Exercise:
Lines from the records below that contain the word "what" are to be copied out.

Provided entries:
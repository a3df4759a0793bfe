use crate::error::ChartResult;
use crate::render::{RenderFrame, Renderer};

/// No-op renderer used by tests and headless hosts.
///
/// It still validates frame content and keeps the last frame so tests can
/// inspect geometry without a drawing backend.
#[derive(Debug, Default)]
pub struct NullRenderer {
    pub render_count: usize,
    pub last_frame: Option<RenderFrame>,
}

impl NullRenderer {
    #[must_use]
    pub fn last_rect_count(&self) -> usize {
        self.last_frame.as_ref().map_or(0, |frame| frame.rects.len())
    }

    #[must_use]
    pub fn last_circle_count(&self) -> usize {
        self.last_frame.as_ref().map_or(0, |frame| frame.circles.len())
    }
}

impl Renderer for NullRenderer {
    fn render(&mut self, frame: &RenderFrame) -> ChartResult<()> {
        frame.validate()?;
        self.render_count += 1;
        self.last_frame = Some(frame.clone());
        Ok(())
    }
}
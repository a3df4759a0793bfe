use crate::core::{BarGeometry, BarLayout, ProjectedPoint, RangeBand, project_range_band};
use crate::error::{ChartError, ChartResult};
use crate::render::Renderer;

use super::ChartEditor;

impl<R: Renderer> ChartEditor<R> {
    /// Projects the bars of `field`; only valid on bar charts.
    pub fn project_bars(&self, field: &str) -> ChartResult<Vec<BarGeometry>> {
        let layout = self.bar_layout(field)?;
        self.model.project_bars(field, layout)
    }

    /// Projects the draggable handles of `field`.
    ///
    /// On bar charts the handle sits at the center of each bar's free end.
    pub fn project_points(&self, field: &str) -> ChartResult<Vec<ProjectedPoint>> {
        if self.config.kind.is_bar() {
            return Ok(self
                .project_bars(field)?
                .into_iter()
                .map(|bar| ProjectedPoint {
                    row: bar.row,
                    x: bar.handle_x,
                    y: bar.handle_y,
                    value: bar.value,
                })
                .collect());
        }
        self.model.project_points(field)
    }

    /// Pixel position of the handle at `[row, field]`, `None` for empty cells.
    pub fn point_position(&self, field: &str, row: usize) -> ChartResult<Option<(f64, f64)>> {
        if row >= self.model.rows().len() {
            return Err(ChartError::RowOutOfRange {
                row,
                len: self.model.rows().len(),
            });
        }
        Ok(self
            .project_points(field)?
            .into_iter()
            .find(|point| point.row == row)
            .map(|point| (point.x, point.y)))
    }

    /// Band between the value and open fields of a range-area series.
    pub fn project_range_band(&self, field: &str) -> ChartResult<RangeBand> {
        let (_, adapter) = self
            .series_for_field(field)
            .ok_or_else(|| ChartError::UnknownField(field.to_owned()))?;
        let Some(open_field) = adapter.open_field.as_deref() else {
            return Err(ChartError::InvalidData(format!(
                "series `{field}` has no open field"
            )));
        };
        let upper = self.model.project_points(&adapter.field)?;
        let lower = self.model.project_points(open_field)?;
        Ok(project_range_band(&upper, &lower))
    }

    /// Trend curve of `field` in pixel space.
    pub fn project_trend(&self, field: &str) -> ChartResult<Vec<(f64, f64)>> {
        let Some(trend) = self.trend(field) else {
            return Ok(Vec::new());
        };
        trend
            .points()
            .iter()
            .map(|point| {
                Ok(self.model.oriented(
                    self.model.coordinate_to_pixel(point.x)?,
                    self.model.value_to_pixel(point.y)?,
                ))
            })
            .collect()
    }

    fn bar_layout(&self, field: &str) -> ChartResult<BarLayout> {
        let orientation = self.config.kind.bar_orientation().ok_or_else(|| {
            ChartError::InvalidData(format!("{:?} charts have no bars", self.config.kind))
        })?;
        let (slot, adapter) = self
            .series_for_field(field)
            .ok_or_else(|| ChartError::UnknownField(field.to_owned()))?;
        Ok(BarLayout {
            orientation,
            band_ratio: self.config.column_width,
            slot,
            slots: self.series.len(),
            corner_radius: adapter.corner_radius,
        })
    }
}
use std::collections::BTreeSet;

use ordered_float::OrderedFloat;
use rust_decimal::Decimal;
use rust_decimal::prelude::{FromPrimitive, ToPrimitive};
use serde::{Deserialize, Serialize};
use smallvec::SmallVec;

use crate::core::types::DataPoint;
use crate::error::{ChartError, ChartResult};

/// Significant digits kept for coefficients and fitted values.
pub const TREND_PRECISION_DIGITS: u32 = 15;

/// Highest polynomial order accepted for a trend.
pub const MAX_TREND_ORDER: usize = 10;

const SINGULAR_PIVOT_ABS: f64 = 1e-12;

/// Rounds `value` to `digits` significant digits.
///
/// Values inside the decimal range go through `rust_decimal`; the rest fall
/// back to scientific formatting with the same precision.
#[must_use]
pub fn round_significant(value: f64, digits: u32) -> f64 {
    if !value.is_finite() || value == 0.0 || digits == 0 {
        return value;
    }

    let magnitude = value.abs();
    if (1e-9..1e15).contains(&magnitude) {
        if let Some(rounded) = Decimal::from_f64(value)
            .and_then(|decimal| decimal.round_sf(digits))
            .and_then(|decimal| decimal.to_f64())
        {
            return rounded;
        }
    }

    let precision = digits.saturating_sub(1) as usize;
    format!("{value:.precision$e}").parse().unwrap_or(value)
}

/// Least-squares polynomial over one series.
///
/// The polynomial is expressed in the normalized variable
/// `t = (x - center) / scale`, which keeps the normal equations well
/// conditioned for timestamp-sized x values.
#[derive(Debug, Clone, PartialEq)]
pub struct PolynomialFit {
    requested_order: usize,
    center: f64,
    scale: f64,
    coefficients: SmallVec<[f64; 8]>,
}

impl PolynomialFit {
    /// Fits a polynomial of `order` to the finite points in `points`.
    ///
    /// With fewer distinct x values than `order + 1` the order drops to what
    /// the data can determine; an empty input fits the zero polynomial.
    pub fn fit(points: &[DataPoint], order: usize) -> ChartResult<Self> {
        if order > MAX_TREND_ORDER {
            return Err(ChartError::InvalidData(format!(
                "trend order must be <= {MAX_TREND_ORDER}, got {order}"
            )));
        }

        let finite: Vec<DataPoint> = points.iter().copied().filter(|p| p.is_finite()).collect();
        let distinct: BTreeSet<OrderedFloat<f64>> =
            finite.iter().map(|p| OrderedFloat(p.x)).collect();
        if distinct.is_empty() {
            return Ok(Self {
                requested_order: order,
                center: 0.0,
                scale: 1.0,
                coefficients: SmallVec::from_elem(0.0, 1),
            });
        }

        let center = finite.iter().map(|p| p.x).sum::<f64>() / finite.len() as f64;
        let spread = finite
            .iter()
            .map(|p| (p.x - center).abs())
            .fold(0.0_f64, f64::max);
        let scale = if spread > 0.0 { spread } else { 1.0 };
        let normalized: Vec<(f64, f64)> = finite
            .iter()
            .map(|p| ((p.x - center) / scale, p.y))
            .collect();

        let mut effective = order.min(distinct.len() - 1);
        let coefficients = loop {
            if let Some(solution) = solve_normal_equations(&normalized, effective) {
                break solution;
            }
            if effective == 0 {
                return Err(ChartError::InvalidData(
                    "trend normal equations are singular".to_owned(),
                ));
            }
            effective -= 1;
        };

        let coefficients = coefficients
            .into_iter()
            .map(|c| round_significant(c, TREND_PRECISION_DIGITS))
            .collect();

        Ok(Self {
            requested_order: order,
            center,
            scale,
            coefficients,
        })
    }

    #[must_use]
    pub fn requested_order(&self) -> usize {
        self.requested_order
    }

    /// Order actually fitted.
    #[must_use]
    pub fn order(&self) -> usize {
        self.coefficients.len() - 1
    }

    /// Coefficients in ascending powers of the normalized variable.
    #[must_use]
    pub fn coefficients(&self) -> &[f64] {
        &self.coefficients
    }

    #[must_use]
    pub fn normalization(&self) -> (f64, f64) {
        (self.center, self.scale)
    }

    #[must_use]
    pub fn evaluate(&self, x: f64) -> f64 {
        let t = (x - self.center) / self.scale;
        let value = self
            .coefficients
            .iter()
            .rev()
            .fold(0.0, |acc, coefficient| acc * t + coefficient);
        round_significant(value, TREND_PRECISION_DIGITS)
    }
}

fn solve_normal_equations(points: &[(f64, f64)], order: usize) -> Option<Vec<f64>> {
    let size = order + 1;
    let mut power_sums = vec![0.0; 2 * order + 1];
    let mut rhs = vec![0.0; size];
    for &(t, y) in points {
        let mut power = 1.0;
        for (k, sum) in power_sums.iter_mut().enumerate() {
            *sum += power;
            if k < size {
                rhs[k] += power * y;
            }
            power *= t;
        }
    }

    let mut matrix: Vec<Vec<f64>> = (0..size)
        .map(|row| {
            let mut entries: Vec<f64> = power_sums[row..row + size].to_vec();
            entries.push(rhs[row]);
            entries
        })
        .collect();

    for column in 0..size {
        let pivot_row = (column..size).max_by(|&a, &b| {
            matrix[a][column]
                .abs()
                .total_cmp(&matrix[b][column].abs())
        })?;
        if matrix[pivot_row][column].abs() < SINGULAR_PIVOT_ABS {
            return None;
        }
        matrix.swap(column, pivot_row);

        for row in column + 1..size {
            let factor = matrix[row][column] / matrix[column][column];
            if factor == 0.0 {
                continue;
            }
            for k in column..=size {
                let delta = factor * matrix[column][k];
                matrix[row][k] -= delta;
            }
        }
    }

    let mut solution = vec![0.0; size];
    for row in (0..size).rev() {
        let tail: f64 = (row + 1..size)
            .map(|k| matrix[row][k] * solution[k])
            .sum();
        solution[row] = (matrix[row][size] - tail) / matrix[row][row];
    }

    solution.iter().all(|c| c.is_finite()).then_some(solution)
}

/// Trend curve overlaid on one series.
///
/// Point x positions are fixed when the series is created; refits only
/// rewrite the y values.
#[derive(Debug, Clone, PartialEq, Serialize, Deserialize)]
pub struct TrendSeries {
    field: String,
    order: usize,
    points: Vec<DataPoint>,
}

impl TrendSeries {
    /// Creates a trend sampled at the sorted distinct x values of `source`.
    pub fn from_source(
        field: impl Into<String>,
        order: usize,
        source: &[DataPoint],
    ) -> ChartResult<Self> {
        let positions: BTreeSet<OrderedFloat<f64>> = source
            .iter()
            .filter(|p| p.is_finite())
            .map(|p| OrderedFloat(p.x))
            .collect();
        let mut series = Self {
            field: field.into(),
            order,
            points: positions
                .into_iter()
                .map(|x| DataPoint::new(x.into_inner(), 0.0))
                .collect(),
        };
        series.refit(source)?;
        Ok(series)
    }

    #[must_use]
    pub fn field(&self) -> &str {
        &self.field
    }

    #[must_use]
    pub fn order(&self) -> usize {
        self.order
    }

    #[must_use]
    pub fn points(&self) -> &[DataPoint] {
        &self.points
    }

    /// Refits against `source` and overwrites the curve in place.
    pub fn refit(&mut self, source: &[DataPoint]) -> ChartResult<PolynomialFit> {
        let fit = PolynomialFit::fit(source, self.order)?;
        for point in &mut self.points {
            point.y = fit.evaluate(point.x);
        }
        Ok(fit)
    }
}
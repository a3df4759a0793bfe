mod frame;
mod null_renderer;
mod primitives;

pub use frame::RenderFrame;
pub use null_renderer::NullRenderer;
pub use primitives::{
    CirclePrimitive, Color, LinePrimitive, PolygonPrimitive, RectPrimitive, TextHAlign,
    TextPrimitive,
};

use crate::error::ChartResult;

/// Contract implemented by any rendering backend.
///
/// Backends receive a fully materialized, deterministic `RenderFrame` so
/// drawing code remains isolated from chart data and drag logic.
pub trait Renderer {
    fn render(&mut self, frame: &RenderFrame) -> ChartResult<()>;
}

#[cfg(feature = "cairo-backend")]
mod cairo_backend;
#[cfg(feature = "cairo-backend")]
pub use cairo_backend::{CairoContextRenderer, CairoRenderStats, CairoRenderer};
use crate::core::{CellValue, MAX_TREND_ORDER};
use crate::error::{ChartError, ChartResult};

use super::{ChartConfig, ChartKind};

/// Checks the load-bearing parts of a configuration.
///
/// Optional entries are not validated beyond what mount needs to stay
/// well-defined; they are defaulted instead.
pub(crate) fn validate_chart_config(config: &ChartConfig) -> ChartResult<()> {
    if config.element_id.trim().is_empty() {
        return Err(ChartError::InvalidConfig(
            "element id must not be empty".to_owned(),
        ));
    }
    if config.x_field.trim().is_empty() {
        return Err(ChartError::InvalidConfig(
            "x/category field must not be empty".to_owned(),
        ));
    }
    if config.data.is_empty() {
        return Err(ChartError::InvalidConfig(
            "data must contain at least one row".to_owned(),
        ));
    }
    if config.value_fields.is_empty() {
        return Err(ChartError::InvalidConfig(
            "at least one value field is required".to_owned(),
        ));
    }
    if !config.viewport.is_valid() {
        return Err(ChartError::InvalidViewport {
            width: config.viewport.width,
            height: config.viewport.height,
        });
    }

    let x_kind = config.effective_x_kind();
    if !config.kind.accepts_x_kind(x_kind) {
        return Err(ChartError::InvalidConfig(format!(
            "{:?} charts cannot use a {:?} x field",
            config.kind, x_kind
        )));
    }

    for spec in &config.value_fields {
        match (config.kind, spec.open_field.as_deref()) {
            (ChartKind::RangeArea, None) => {
                return Err(ChartError::InvalidConfig(format!(
                    "range area series `{}` needs an open field",
                    spec.field
                )));
            }
            (ChartKind::RangeArea, Some(_)) => {}
            (_, Some(open_field)) => {
                return Err(ChartError::InvalidConfig(format!(
                    "open field `{open_field}` is only valid for range areas"
                )));
            }
            (_, None) => {}
        }
    }

    let fields = config.series_fields();
    for (index, field) in fields.iter().enumerate() {
        if field.trim().is_empty() {
            return Err(ChartError::InvalidConfig(
                "value field names must not be empty".to_owned(),
            ));
        }
        if *field == config.x_field || fields[..index].contains(field) {
            return Err(ChartError::InvalidConfig(format!(
                "field `{field}` is plotted more than once"
            )));
        }
    }

    for (row, cells) in config.data.rows().iter().enumerate() {
        for field in &fields {
            if let Some(CellValue::Text(text)) = cells.get(*field) {
                return Err(ChartError::InvalidData(format!(
                    "value `{text}` for `{field}` at row {row} is not numeric"
                )));
            }
        }
    }

    if let (Some(min), Some(max)) = (config.value_axis.min, config.value_axis.max) {
        validate_axis_bounds("value", min, max)?;
    }
    if let (Some(min), Some(max)) = (config.x_axis.min, config.x_axis.max) {
        validate_axis_bounds("x", min, max)?;
    }

    if !config.column_width.is_finite() || config.column_width <= 0.0 || config.column_width > 1.0
    {
        return Err(ChartError::InvalidConfig(
            "column width must be finite and in (0, 1]".to_owned(),
        ));
    }
    if config.number_format.is_empty() {
        return Err(ChartError::InvalidConfig(
            "number format must not be empty".to_owned(),
        ));
    }

    for (field, trend) in &config.trend {
        if trend.order > MAX_TREND_ORDER {
            return Err(ChartError::InvalidConfig(format!(
                "trend order for `{field}` must be <= {MAX_TREND_ORDER}"
            )));
        }
    }

    if let Some(alternate) = &config.alternate_data {
        if alternate.len() != config.data.len() {
            return Err(ChartError::InvalidConfig(format!(
                "alternate data has {} rows, expected {}",
                alternate.len(),
                config.data.len()
            )));
        }
    }

    Ok(())
}

fn validate_axis_bounds(axis: &str, min: f64, max: f64) -> ChartResult<()> {
    if !min.is_finite() || !max.is_finite() || min >= max {
        return Err(ChartError::InvalidConfig(format!(
            "{axis} axis bounds must be finite with min < max"
        )));
    }
    Ok(())
}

Solution for this exercise:
    /// With fewer distinct x values than `order + 1` the order drops to what
/// Optional entries are not validated beyond what mount needs to stay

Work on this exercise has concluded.